Genera incertae sedis

- Acteniopsis Amsel, 1959
- Adulis Ragonot, 1891
- Aglossodes Ragonot, 1891
- Antisindris Marion, 1955
- Arctioblepsis C. & R.Felder, 1862
- Benderia Amsel, 1949
- Betsimisaraka Marion, 1955
- Burgeonidea Ghesquière, 1942
- Celetostola Meyrick, 1936
- Comaria Ragonot, 1892
- Cosmethella Munroe & Shaffer, 1980
- Delopterus Janse, 1922
- Diboma Walker, 1863
- Diloxia Hampson, 1896
- Discordia Swinhoe, 1885
- Elaealis Hampson, 1906
- Embryoglossa Warren, 1896
- Epacternis Meyrick, 1933
- Ethelontides Meyrick, 1934
- Euryzonella Ghesquière, 1942
- Eutrichodes Warren, 1891
- Grammiphlebia Hampson, 1906
- Gvelilia Strand, 1920
- Haplosindris Viette, 1953
- Heterocrasa Warren, 1896
- Hirayamaia Marumo, 1917
- Hyboloma Ragonot, 1891
- Hypanchyla Warren, 1891
- Hypsidia Rothschild, 1896
- Imerina Ragonot, 1891
- Lamacha Walker, 1863
- Larice Ragonot, 1892
- Latagognoma Tams, 1935
- Lophocera Kenrick, 1917
- Lorymav Walker, 1859 (Pyralini?)
- Lorymana Strand, 1915
- Lorymodes Hampson, 1917
- Macropyralis Amsel, 1953
- Marionana Viette, 1953
- Maschalandra Meyrick, 1937
- Meca Karsch, 1900
- Megalomia Ragonot, 1891
- Melanalis Hampson, 1906
- Mesosindris Viette, 1967
- Methora Walker, 1866
- Micromystix de Joannis, 1929
- Mimicia Caradja, 1925
- Minooa Yamanaka, 1996
- Mittonia Whalley, 1964
- Namibina Leraut, 2007
- Namibiodes Leraut, 2007
- Neobostra Hampson, 1906
- Nhoabe Viette, 1953
- Nussia Leraut, 2009
- Ocydina Meyrick, 1936
- Omphalobasella Strand, 1915
- Omphalomia Swinhoe, 1894
- Orybina Snellen, 1895
- Parachmidia Hampson, 1896
- Paraglossa Hampson, 1906
- Paraphycita Hampson, 1901
- Perforadix Sein, 1930
- Perula Mabille, 1900
- Peucela Ragonot, 1891
- Phasga Walker, 1863
- Pithyllis Grünberg, 1910
- Poliostola Janse, 1922
- Polycampsis Warren, 1896
- Propachys Walker, 1863
- Proropera Warren, 1896
- Prosaris Meyrick, 1894
- Proteinia Hampson, 1896
- Pseudozitha Leraut, 2007
- Pyralosis Amsel, 1957
- Rhynchetera Hampson, 1896
- Rhynchopygia Hampson, 1896
- Rostripalpus Hampson, 1896
- Rungsina Leraut, 2004
- Sacada Walker, 1862
- Setomigma Ghesquière, 1942
- Scotomera Butler, 1881 (Pyralini?)
- Sindris Boisduval, 1833
- Sphalerosticha Warren, 1897
- Sybrida Walker, 1865
- Tegulifera Saalmüller, 1880 (Pyralini?)

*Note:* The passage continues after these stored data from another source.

use serde::{Deserialize, Serialize};

/// An asynchronous threat notification delivered by the risk service.
#[derive(Debug, Clone, Serialize, Deserialize)]
pub struct ThreatEvent {
    /// Opaque identifier correlating the event to a local user.
    pub user_hash: String,
    /// Event time, seconds since the Unix epoch.
    pub time: i64,
    #[serde(default)]
    pub ip: String,
    #[serde(default)]
    pub ip_reverse: String,
    #[serde(default)]
    pub city: String,
    #[serde(default)]
    pub user_agent: String,
    #[serde(default)]
    pub system: String,
}
use crate::error::AppError;
use crate::utils::signature::verify_request;
use async_trait::async_trait;
use axum::{
    body::Body,
    extract::{Request, State},
    http::HeaderMap,
    middleware::Next,
    response::Response,
};
use http_body_util::BodyExt;

/// How far an inbound timestamp may drift from local time, in seconds.
pub const DEFAULT_TIMESTAMP_WINDOW: i64 = 300;

#[derive(Clone, Debug)]
pub struct SignatureConfig {
    pub timestamp_window_secs: i64,
}

impl Default for SignatureConfig {
    fn default() -> Self {
        Self {
            timestamp_window_secs: DEFAULT_TIMESTAMP_WINDOW,
        }
    }
}

/// Key and replay state needed to authenticate an inbound webhook delivery.
#[async_trait]
pub trait WebhookAuth: Send + Sync {
    /// The agent key used to verify signatures, if the agent is registered.
    async fn signing_key(&self) -> Result<Option<String>, AppError>;

    /// Record the nonce; returns false if it was already seen inside the
    /// timestamp window.
    async fn register_nonce(&self, nonce: &str, timestamp: i64) -> Result<bool, AppError>;
}

pub async fn webhook_signature_middleware<S>(
    State(state): State<S>,
    req: Request,
    next: Next,
) -> Result<Response, AppError>
where
    S: AsRef<SignatureConfig> + WebhookAuth + Clone + Send + Sync + 'static,
{
    let config = state.as_ref();

    let (timestamp_str, nonce, signature) = extract_auth_data(req.headers())?;

    let timestamp: i64 = timestamp_str
        .parse()
        .map_err(|_| AppError::AuthError(anyhow::anyhow!("Invalid timestamp format")))?;

    let now = chrono::Utc::now().timestamp();
    if (now - timestamp).abs() > config.timestamp_window_secs {
        return Err(AppError::AuthError(anyhow::anyhow!(
            "Request timestamp expired"
        )));
    }

    if !state.register_nonce(&nonce, timestamp).await? {
        return Err(AppError::AuthError(anyhow::anyhow!(
            "Replay detected (nonce used)"
        )));
    }

    let key = state.signing_key().await?.ok_or(AppError::NotRegistered)?;

    let (parts, body) = req.into_parts();
    let bytes = body
        .collect()
        .await
        .map_err(|e| AppError::InternalError(anyhow::anyhow!("Failed to read body: {}", e)))?
        .to_bytes();

    let body_str = std::str::from_utf8(&bytes).unwrap_or("");

    let method = parts.method.as_str();
    let path = parts.uri.path();

    let is_valid = verify_request(&key, method, path, timestamp, &nonce, body_str, &signature)
        .map_err(|e| AppError::InternalError(anyhow::anyhow!("Signature verification error: {}", e)))?;

    if !is_valid {
        return Err(AppError::AuthError(anyhow::anyhow!("Invalid signature")));
    }

    let req = Request::from_parts(parts, Body::from(bytes));
    Ok(next.run(req).await)
}

fn extract_auth_data(headers: &HeaderMap) -> Result<(String, String, String), AppError> {
    let timestamp = get_header(headers, "X-Timestamp")?;
    let nonce = get_header(headers, "X-Nonce")?;
    let signature = get_header(headers, "X-Signature")?;
    Ok((timestamp, nonce, signature))
}

fn get_header(headers: &HeaderMap, key: &str) -> Result<String, AppError> {
    headers
        .get(key)
        .ok_or_else(|| AppError::AuthError(anyhow::anyhow!("Missing header: {}", key)))?
        .to_str()
        .map(|s| s.to_string())
        .map_err(|_| AppError::AuthError(anyhow::anyhow!("Invalid header format: {}", key)))
}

- Toccolosida Walker, 1863
- Trihauchenia Warren, 1892
- Triphassa Hübner, 1818
- Tyndis Ragonot, 1891
- Vitessidia Rothschild & Jordan, 1905
- Xenomilia Warren, 1896
- Zitha Walker, [1866] (including Tamraca; Pyralini?)

The genus Micronix, formerly placed here, seems to belong to the Crambidae, but its exact placement is obscure. For a similar case, see Tanaobela.